Wie sind Sie in der Verkehrserziehung gelandet?
Ich war im Streifendienst in Heilbronn, als wir einen gemeinsamen Einsatz mit Verkehrserziehern hatten. Und ein Kollege hat mich direkt angesprochen: "Du würdest gut zu uns passen, du kannst gut mit den Leuten reden." Für mich war das damals eine gute Möglichkeit, in den Tagdienst zu wechseln. Vier Wochen lang durfte ich die Kollegen probeweise begleiten. Und ich gebe zu: Als ich anfangs auf den kleinen Stühlchen saß, der Kollege vor der Klasse herumalberte und die Mütze falsch rum trug, dachte ich zunächst, dass das nichts für mich ist. Ich sagte mir: Du bist doch Polizist. Dann habe ich aber schnell gemerkt, dass gerade diese lockere Art wichtig ist, damit die Kinder sich öffnen und die Angst verlieren. Und ich habe erfahren, wie wunderschön es ist, ihnen auf diese Art etwas beizubringen.
Hatten Sie Probleme mit den Kindern?
Nein. Nie. Kinder hatten schon immer schnell Vertrauen zu mir, das war schon als Jugendlicher so. Beim Unterricht im Kindergarten spiele ich zum Beispiel mit meiner Stimme, erhebe sie mal und werde dann wieder leiser. Und dann brülle ich die Kinder an, dass sie beinahe vom Stuhl fallen. Und sie krümmen sich vor Lachen.
Sie brüllen die Kinder an?
Ja, ich verbinde die Verkehrserziehung mit der Kriminalprävention. Ich erkläre den Kindern, was sie machen sollen, wenn sie ein Fremder anfasst. Sie sollen dann ganz laut schreien, so laut sie können: "Lassen Sie mich los!" Und es macht ihnen unglaublich viel Spaß, wenn sie – mit polizeilicher Erlaubnis – versuchen dürfen, genauso laut zu brüllen wie ich.
Wird man als Polizist in der Verkehrserziehung von Kollegen belächelt?
Tatsächlich hat die Verkehrserziehung polizeiintern nie die Wertschätzung erfahren, die ich mir gewünscht hätte. Früher wurden wir immer Sunshine-Police genannt. Weil wir in jedem Jahr die ersten waren, die so richtig braun gebrannt waren. Dabei ist Verkehrsprävention so vieles in einem: soziale Erziehung, Mobilitäts-, Bewegungs- und Umwelterziehung.

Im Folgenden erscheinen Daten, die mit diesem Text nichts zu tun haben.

//! Element arena with ownership and weak-reference navigation

pub mod invariants;
pub mod repository;
pub mod snapshot;

pub use invariants::validate_structure;
pub use repository::Repository;
pub use snapshot::SubtreeSnapshot;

Dafür bekommen Sie Anerkennung von den Eltern.
Das stimmt. Und von den Kindern, den Erzieherinnen, den Medien und der Stadtverwaltung. Wir bekommen viele positive Rückmeldungen. Und was uns die Kinder alles schenken – an selbstgemalten Bildern und Gebasteltem – ist so herzlich.
Werden Sie von manchen Erwachsenen oder Jugendlichen aus früheren Schülergenerationen noch erkannt, wenn Sie heute durch die Stadt laufen?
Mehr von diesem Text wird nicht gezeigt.